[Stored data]
-=-=-
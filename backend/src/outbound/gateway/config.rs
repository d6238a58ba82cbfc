//! Immutable connection configuration for the remote SQL gateway.

use std::fmt;
use std::str::FromStr;
use std::time::Duration;

use url::Url;
use zeroize::Zeroizing;

/// Request timeout applied when none is configured.
pub const DEFAULT_TIMEOUT: Duration = Duration::from_secs(30);

/// Gateway request/response schema generation.
#[derive(Debug, Clone, Copy, Default, PartialEq, Eq)]
pub enum ProtocolVersion {
    /// `{"statements":[{"q", "params"}]}` posted to the gateway root.
    QueryParams,
    /// `{"statements":[{"stmt", "params"}]}` posted to `/v1/execute`.
    StmtParams,
    /// Typed-argument pipeline posted to `/v2/pipeline`.
    #[default]
    Pipeline,
}

impl ProtocolVersion {
    /// Stable configuration name.
    pub const fn as_str(self) -> &'static str {
        match self {
            Self::QueryParams => "query-params",
            Self::StmtParams => "stmt-params",
            Self::Pipeline => "pipeline",
        }
    }
}

impl fmt::Display for ProtocolVersion {
    fn fmt(&self, f: &mut fmt::Formatter<'_>) -> fmt::Result {
        f.write_str(self.as_str())
    }
}

impl FromStr for ProtocolVersion {
    type Err = GatewayConfigError;

    fn from_str(raw: &str) -> Result<Self, Self::Err> {
        match raw.trim().to_ascii_lowercase().as_str() {
            "query-params" | "v1" => Ok(Self::QueryParams),
            "stmt-params" | "v2" => Ok(Self::StmtParams),
            "pipeline" | "v3" => Ok(Self::Pipeline),
            _ => Err(GatewayConfigError::UnknownProtocol(raw.to_owned())),
        }
    }
}

/// Reasons a gateway configuration is rejected.
#[derive(Debug, Clone, PartialEq, Eq, thiserror::Error)]
pub enum GatewayConfigError {
    /// Base URL did not parse.
    #[error("invalid gateway URL: {0}")]
    InvalidUrl(String),
    /// Base URL used a scheme other than http or https.
    #[error("gateway URL must use http or https, found `{0}`")]
    UnsupportedScheme(String),
    /// Auth token was empty or blank.
    #[error("gateway auth token must not be empty")]
    EmptyToken,
    /// Protocol name was not recognised.
    #[error("unknown gateway protocol `{0}`")]
    UnknownProtocol(String),
    /// A required setting was not provided.
    #[error("missing gateway setting `{0}`")]
    Missing(&'static str),
    /// The HTTP client could not be constructed.
    #[error("failed to build gateway HTTP client: {0}")]
    HttpClient(String),
}

/// Connection settings fixed for the lifetime of an executor.
///
/// ## Invariants
/// - `base_url` uses http or https.
/// - `auth_token` is non-blank; it is redacted from `Debug` output.
///
/// # Examples
/// ```
/// use hydraulic_store::outbound::gateway::{GatewayConfig, ProtocolVersion};
///
/// let config = GatewayConfig::new("https://db.example.test", "secret-token")
///     .unwrap()
///     .with_protocol(ProtocolVersion::StmtParams);
/// assert_eq!(config.protocol(), ProtocolVersion::StmtParams);
/// assert!(!format!("{config:?}").contains("secret-token"));
/// ```
#[derive(Clone)]
pub struct GatewayConfig {
    base_url: Url,
    auth_token: Zeroizing<String>,
    protocol: ProtocolVersion,
    timeout: Duration,
}

impl GatewayConfig {
    /// Validate a base URL and token, using the default protocol and timeout.
    pub fn new(base_url: &str, auth_token: &str) -> Result<Self, GatewayConfigError> {
        let base_url = Url::parse(base_url.trim())
            .map_err(|error| GatewayConfigError::InvalidUrl(error.to_string()))?;
        if !matches!(base_url.scheme(), "http" | "https") {
            return Err(GatewayConfigError::UnsupportedScheme(
                base_url.scheme().to_owned(),
            ));
        }
        if auth_token.trim().is_empty() {
            return Err(GatewayConfigError::EmptyToken);
        }
        Ok(Self {
            base_url,
            auth_token: Zeroizing::new(auth_token.to_owned()),
            protocol: ProtocolVersion::default(),
            timeout: DEFAULT_TIMEOUT,
        })
    }

    /// Select the protocol generation spoken by the gateway.
    #[must_use]
    pub const fn with_protocol(mut self, protocol: ProtocolVersion) -> Self {
        self.protocol = protocol;
        self
    }

    /// Override the whole-request timeout.
    #[must_use]
    pub const fn with_timeout(mut self, timeout: Duration) -> Self {
        self.timeout = timeout;
        self
    }

    /// Gateway base URL.
    pub const fn base_url(&self) -> &Url {
        &self.base_url
    }

    /// Bearer token sent with every request.
    pub fn auth_token(&self) -> &str {
        self.auth_token.as_str()
    }

    /// Active protocol generation.
    pub const fn protocol(&self) -> ProtocolVersion {
        self.protocol
    }

    /// Whole-request timeout.
    pub const fn timeout(&self) -> Duration {
        self.timeout
    }
}

impl fmt::Debug for GatewayConfig {
    fn fmt(&self, f: &mut fmt::Formatter<'_>) -> fmt::Result {
        f.debug_struct("GatewayConfig")
            .field("base_url", &self.base_url.as_str())
            .field("auth_token", &"<redacted>")
            .field("protocol", &self.protocol)
            .field("timeout", &self.timeout)
            .finish()
    }
}

#[cfg(test)]
mod tests {
    use rstest::rstest;

    use super::*;

    #[rstest]
    #[case::not_a_url("not a url", "token")]
    #[case::ftp("ftp://db.example.test", "token")]
    #[case::blank_token("https://db.example.test", "   ")]
    fn rejects_invalid_configuration(#[case] url: &str, #[case] token: &str) {
        assert!(GatewayConfig::new(url, token).is_err());
    }

    #[test]
    fn unsupported_scheme_is_named() {
        let error = GatewayConfig::new("ftp://db.example.test", "token").expect_err("ftp");
        assert_eq!(error, GatewayConfigError::UnsupportedScheme("ftp".to_owned()));
    }

    #[rstest]
    #[case("pipeline", ProtocolVersion::Pipeline)]
    #[case("V3", ProtocolVersion::Pipeline)]
    #[case(" stmt-params ", ProtocolVersion::StmtParams)]
    #[case("v2", ProtocolVersion::StmtParams)]
    #[case("query-params", ProtocolVersion::QueryParams)]
    #[case("v1", ProtocolVersion::QueryParams)]
    fn parses_protocol_names(#[case] raw: &str, #[case] expected: ProtocolVersion) {
        assert_eq!(raw.parse::<ProtocolVersion>(), Ok(expected));
    }

    #[test]
    fn rejects_unknown_protocol_names() {
        assert_eq!(
            "hrana-9".parse::<ProtocolVersion>(),
            Err(GatewayConfigError::UnknownProtocol("hrana-9".to_owned()))
        );
    }

    #[test]
    fn defaults_to_pipeline_with_thirty_second_timeout() {
        let config = GatewayConfig::new("http://127.0.0.1:8080", "token").expect("valid");
        assert_eq!(config.protocol(), ProtocolVersion::Pipeline);
        assert_eq!(config.timeout(), DEFAULT_TIMEOUT);
    }
}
-=-=-
**What this task involves**
Write out the entries above word for word.

**Completed exercise**
filename backend/src/outbound/gateway/config.rs
repository d6238a58ba82cbfc
//! Immutable connection configuration for the remote SQL gateway.

use std::fmt;
use std::str::FromStr;
use std::time::Duration;

use url::Url;
use zeroize::Zeroizing;

/// Request timeout applied when none is configured.
pub const DEFAULT_TIMEOUT: Duration = Duration::from_secs(30);

/// Gateway request/response schema generation.
#[derive(Debug, Clone, Copy, Default, PartialEq, Eq)]
pub enum ProtocolVersion {
    /// `{"statements":[{"q", "params"}]}` posted to the gateway root.
    QueryParams,
    /// `{"statements":[{"stmt", "params"}]}` posted to `/v1/execute`.
    StmtParams,
    /// Typed-argument pipeline posted to `/v2/pipeline`.
    #[default]
    Pipeline,
}

impl ProtocolVersion {
    /// Stable configuration name.
    pub const fn as_str(self) -> &'static str {
        match self {
            Self::QueryParams => "query-params",
            Self::StmtParams => "stmt-params",
            Self::Pipeline => "pipeline",
        }
    }
}

impl fmt::Display for ProtocolVersion {
    fn fmt(&self, f: &mut fmt::Formatter<'_>) -> fmt::Result {
        f.write_str(self.as_str())
    }
}

impl FromStr for ProtocolVersion {
    type Err = GatewayConfigError;

    fn from_str(raw: &str) -> Result<Self, Self::Err> {
        match raw.trim().to_ascii_lowercase().as_str() {
            "query-params" | "v1" => Ok(Self::QueryParams),
            "stmt-params" | "v2" => Ok(Self::StmtParams),
            "pipeline" | "v3" => Ok(Self::Pipeline),
            _ => Err(GatewayConfigError::UnknownProtocol(raw.to_owned())),
        }
    }
}

/// Reasons a gateway configuration is rejected.
#[derive(Debug, Clone, PartialEq, Eq, thiserror::Error)]
pub enum GatewayConfigError {
    /// Base URL did not parse.
    #[error("invalid gateway URL: {0}")]
    InvalidUrl(String),
    /// Base URL used a scheme other than http or https.
    #[error("gateway URL must use http or https, found `{0}`")]
    UnsupportedScheme(String),
    /// Auth token was empty or blank.
    #[error("gateway auth token must not be empty")]
    EmptyToken,
    /// Protocol name was not recognised.
    #[error("unknown gateway protocol `{0}`")]
    UnknownProtocol(String),
    /// A required setting was not provided.
    #[error("missing gateway setting `{0}`")]
    Missing(&'static str),
    /// The HTTP client could not be constructed.
    #[error("failed to build gateway HTTP client: {0}")]
    HttpClient(String),
}

/// Connection settings fixed for the lifetime of an executor.
///
/// ## Invariants
/// - `base_url` uses http or https.
/// - `auth_token` is non-blank; it is redacted from `Debug` output.
///
/// # Examples
/// ```
/// use hydraulic_store::outbound::gateway::{GatewayConfig, ProtocolVersion};
///
/// let config = GatewayConfig::new("https://db.example.test", "secret-token")
///     .unwrap()
///     .with_protocol(ProtocolVersion::StmtParams);
/// assert_eq!(config.protocol(), ProtocolVersion::StmtParams);
/// assert!(!format!("{config:?}").contains("secret-token"));
/// ```
#[derive(Clone)]
pub struct GatewayConfig {
    base_url: Url,
    auth_token: Zeroizing<String>,
    protocol: ProtocolVersion,
    timeout: Duration,
}

impl GatewayConfig {
    /// Validate a base URL and token, using the default protocol and timeout.
    pub fn new(base_url: &str, auth_token: &str) -> Result<Self, GatewayConfigError> {
        let base_url = Url::parse(base_url.trim())
            .map_err(|error| GatewayConfigError::InvalidUrl(error.to_string()))?;
        if !matches!(base_url.scheme(), "http" | "https") {
            return Err(GatewayConfigError::UnsupportedScheme(
                base_url.scheme().to_owned(),
            ));
        }
        if auth_token.trim().is_empty() {
            return Err(GatewayConfigError::EmptyToken);
        }
        Ok(Self {
            base_url,
            auth_token: Zeroizing::new(auth_token.to_owned()),
            protocol: ProtocolVersion::default(),
            timeout: DEFAULT_TIMEOUT,
        })
    }

    /// Select the protocol generation spoken by the gateway.
    #[must_use]
    pub const fn with_protocol(mut self, protocol: ProtocolVersion) -> Self {
        self.protocol = protocol;
        self
    }

    /// Override the whole-request timeout.
    #[must_use]
    pub const fn with_timeout(mut self, timeout: Duration) -> Self {
        self.timeout = timeout;
        self
    }

    /// Gateway base URL.
    pub const fn base_url(&self) -> &Url {
        &self.base_url
    }

    /// Bearer token sent with every request.
    pub fn auth_token(&self) -> &str {
        self.auth_token.as_str()
    }

    /// Active protocol generation.
    pub const fn protocol(&self) -> ProtocolVersion {
        self.protocol
    }

    /// Whole-request timeout.
    pub const fn timeout(&self) -> Duration {
        self.timeout
    }
}

impl fmt::Debug for GatewayConfig {
    fn fmt(&self, f: &mut fmt::Formatter<'_>) -> fmt::Result {
        f.debug_struct("GatewayConfig")
            .field("base_url", &self.base_url.as_str())
            .field("auth_token", &"<redacted>")
            .field("protocol", &self.protocol)
            .field("timeout", &self.timeout)
            .finish()
    }
}

#[cfg(test)]
mod tests {
    use rstest::rstest;

    use super::*;

    #[rstest]
    #[case::not_a_url("not a url", "token")]
    #[case::ftp("ftp://db.example.test", "token")]
    #[case::blank_token("https://db.example.test", "   ")]
    fn rejects_invalid_configuration(#[case] url: &str, #[case] token: &str) {
        assert!(GatewayConfig::new(url, token).is_err());
    }

    #[test]
    fn unsupported_scheme_is_named() {
        let error = GatewayConfig::new("ftp://db.example.test", "token").expect_err("ftp");
        assert_eq!(error, GatewayConfigError::UnsupportedScheme("ftp".to_owned()));
    }

    #[rstest]
    #[case("pipeline", ProtocolVersion::Pipeline)]
    #[case("V3", ProtocolVersion::Pipeline)]
    #[case(" stmt-params ", ProtocolVersion::StmtParams)]
    #[case("v2", ProtocolVersion::StmtParams)]
    #[case("query-params", ProtocolVersion::QueryParams)]
    #[case("v1", ProtocolVersion::QueryParams)]
    fn parses_protocol_names(#[case] raw: &str, #[case] expected: ProtocolVersion) {
        assert_eq!(raw.parse::<ProtocolVersion>(), Ok(expected));
    }

    #[test]
    fn rejects_unknown_protocol_names() {
        assert_eq!(
            "hrana-9".parse::<ProtocolVersion>(),
            Err(GatewayConfigError::UnknownProtocol("hrana-9".to_owned()))
        );
    }

    #[test]
    fn defaults_to_pipeline_with_thirty_second_timeout() {
        let config = GatewayConfig::new("http://127.0.0.1:8080", "token").expect("valid");
        assert_eq!(config.protocol(), ProtocolVersion::Pipeline);
        assert_eq!(config.timeout(), DEFAULT_TIMEOUT);
    }
}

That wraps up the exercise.